▶ **WHAT THE TASK ASKS**: Go through the records and show each line where the word "human" occurs.
◇ ◇ ◇ ◇ ◇
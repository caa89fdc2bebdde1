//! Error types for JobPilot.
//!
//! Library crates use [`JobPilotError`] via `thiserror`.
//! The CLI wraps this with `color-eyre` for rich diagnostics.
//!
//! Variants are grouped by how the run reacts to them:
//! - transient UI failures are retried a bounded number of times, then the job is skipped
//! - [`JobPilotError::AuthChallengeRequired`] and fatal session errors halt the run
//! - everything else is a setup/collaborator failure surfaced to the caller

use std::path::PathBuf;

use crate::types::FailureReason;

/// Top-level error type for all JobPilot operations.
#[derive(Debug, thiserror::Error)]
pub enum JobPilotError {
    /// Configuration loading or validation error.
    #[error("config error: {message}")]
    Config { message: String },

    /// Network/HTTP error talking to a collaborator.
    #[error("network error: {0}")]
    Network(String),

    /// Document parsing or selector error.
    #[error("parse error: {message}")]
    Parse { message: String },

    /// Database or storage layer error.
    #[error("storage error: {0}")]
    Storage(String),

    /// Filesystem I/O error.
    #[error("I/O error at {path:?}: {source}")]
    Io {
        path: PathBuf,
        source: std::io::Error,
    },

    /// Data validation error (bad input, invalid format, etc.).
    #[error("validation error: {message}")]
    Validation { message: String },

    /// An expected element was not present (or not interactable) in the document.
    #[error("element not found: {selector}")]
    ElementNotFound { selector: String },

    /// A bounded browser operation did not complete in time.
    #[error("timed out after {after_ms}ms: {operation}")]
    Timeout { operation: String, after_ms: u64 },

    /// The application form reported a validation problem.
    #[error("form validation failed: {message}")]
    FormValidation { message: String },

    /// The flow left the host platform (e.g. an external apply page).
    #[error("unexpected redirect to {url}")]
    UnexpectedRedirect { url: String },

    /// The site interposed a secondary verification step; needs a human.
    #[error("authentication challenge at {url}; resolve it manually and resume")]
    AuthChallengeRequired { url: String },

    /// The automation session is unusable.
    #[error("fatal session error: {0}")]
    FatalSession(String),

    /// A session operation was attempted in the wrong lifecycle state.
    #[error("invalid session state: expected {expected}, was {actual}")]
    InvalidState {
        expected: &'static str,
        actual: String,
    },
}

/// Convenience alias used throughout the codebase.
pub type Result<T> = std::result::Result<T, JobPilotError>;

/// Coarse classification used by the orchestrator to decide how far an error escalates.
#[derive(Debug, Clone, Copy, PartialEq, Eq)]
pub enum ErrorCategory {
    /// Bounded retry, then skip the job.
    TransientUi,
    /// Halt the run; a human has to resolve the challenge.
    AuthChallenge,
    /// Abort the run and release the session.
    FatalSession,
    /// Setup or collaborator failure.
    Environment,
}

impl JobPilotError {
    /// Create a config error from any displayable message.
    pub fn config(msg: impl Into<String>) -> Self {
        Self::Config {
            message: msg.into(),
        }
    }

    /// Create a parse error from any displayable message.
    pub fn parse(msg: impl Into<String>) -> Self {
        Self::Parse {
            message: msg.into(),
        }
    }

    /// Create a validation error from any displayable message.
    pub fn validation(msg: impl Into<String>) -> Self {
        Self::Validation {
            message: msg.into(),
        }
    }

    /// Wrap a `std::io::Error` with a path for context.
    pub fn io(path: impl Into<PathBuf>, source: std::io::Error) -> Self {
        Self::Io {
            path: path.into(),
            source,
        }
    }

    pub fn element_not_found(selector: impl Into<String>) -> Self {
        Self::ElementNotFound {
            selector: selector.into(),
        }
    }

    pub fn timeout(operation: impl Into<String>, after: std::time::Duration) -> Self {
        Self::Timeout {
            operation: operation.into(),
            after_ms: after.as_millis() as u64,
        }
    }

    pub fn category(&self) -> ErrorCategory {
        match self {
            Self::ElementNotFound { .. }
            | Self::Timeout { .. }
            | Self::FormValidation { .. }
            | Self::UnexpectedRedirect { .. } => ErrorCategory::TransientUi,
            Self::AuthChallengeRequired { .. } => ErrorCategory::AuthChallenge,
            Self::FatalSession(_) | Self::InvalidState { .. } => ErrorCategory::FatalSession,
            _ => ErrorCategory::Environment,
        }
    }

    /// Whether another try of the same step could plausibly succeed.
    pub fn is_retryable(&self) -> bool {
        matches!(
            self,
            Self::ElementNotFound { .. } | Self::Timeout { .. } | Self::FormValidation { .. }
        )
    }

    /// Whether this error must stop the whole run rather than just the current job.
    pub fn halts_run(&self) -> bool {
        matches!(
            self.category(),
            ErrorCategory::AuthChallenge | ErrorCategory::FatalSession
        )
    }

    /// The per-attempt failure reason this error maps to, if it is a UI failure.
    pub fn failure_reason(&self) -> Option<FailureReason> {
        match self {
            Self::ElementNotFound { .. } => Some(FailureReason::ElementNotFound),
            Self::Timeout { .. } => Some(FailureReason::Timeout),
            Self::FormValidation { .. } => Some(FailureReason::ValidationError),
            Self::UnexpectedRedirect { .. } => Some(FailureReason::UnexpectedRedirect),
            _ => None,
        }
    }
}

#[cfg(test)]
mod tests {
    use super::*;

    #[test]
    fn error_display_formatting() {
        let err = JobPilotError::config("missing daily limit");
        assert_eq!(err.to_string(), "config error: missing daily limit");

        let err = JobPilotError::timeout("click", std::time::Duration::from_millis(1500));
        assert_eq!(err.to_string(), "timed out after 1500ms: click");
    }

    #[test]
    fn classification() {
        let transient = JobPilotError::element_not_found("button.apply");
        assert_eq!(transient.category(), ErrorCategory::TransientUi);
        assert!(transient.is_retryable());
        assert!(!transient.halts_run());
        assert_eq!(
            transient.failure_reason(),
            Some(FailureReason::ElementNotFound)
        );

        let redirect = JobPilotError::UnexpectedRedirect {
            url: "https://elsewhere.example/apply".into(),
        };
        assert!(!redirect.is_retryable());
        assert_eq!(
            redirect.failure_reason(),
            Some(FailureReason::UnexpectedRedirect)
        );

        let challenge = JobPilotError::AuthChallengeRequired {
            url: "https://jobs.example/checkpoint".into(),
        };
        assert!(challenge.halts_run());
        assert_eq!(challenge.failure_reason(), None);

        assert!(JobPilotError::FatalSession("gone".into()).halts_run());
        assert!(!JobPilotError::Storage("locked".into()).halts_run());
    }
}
◇ ◇ ◇ ◇ ◇
▶ **SOLUTION TO THIS PROBLEM**:
    /// The site interposed a secondary verification step; needs a human.
    /// Halt the run; a human has to resolve the challenge.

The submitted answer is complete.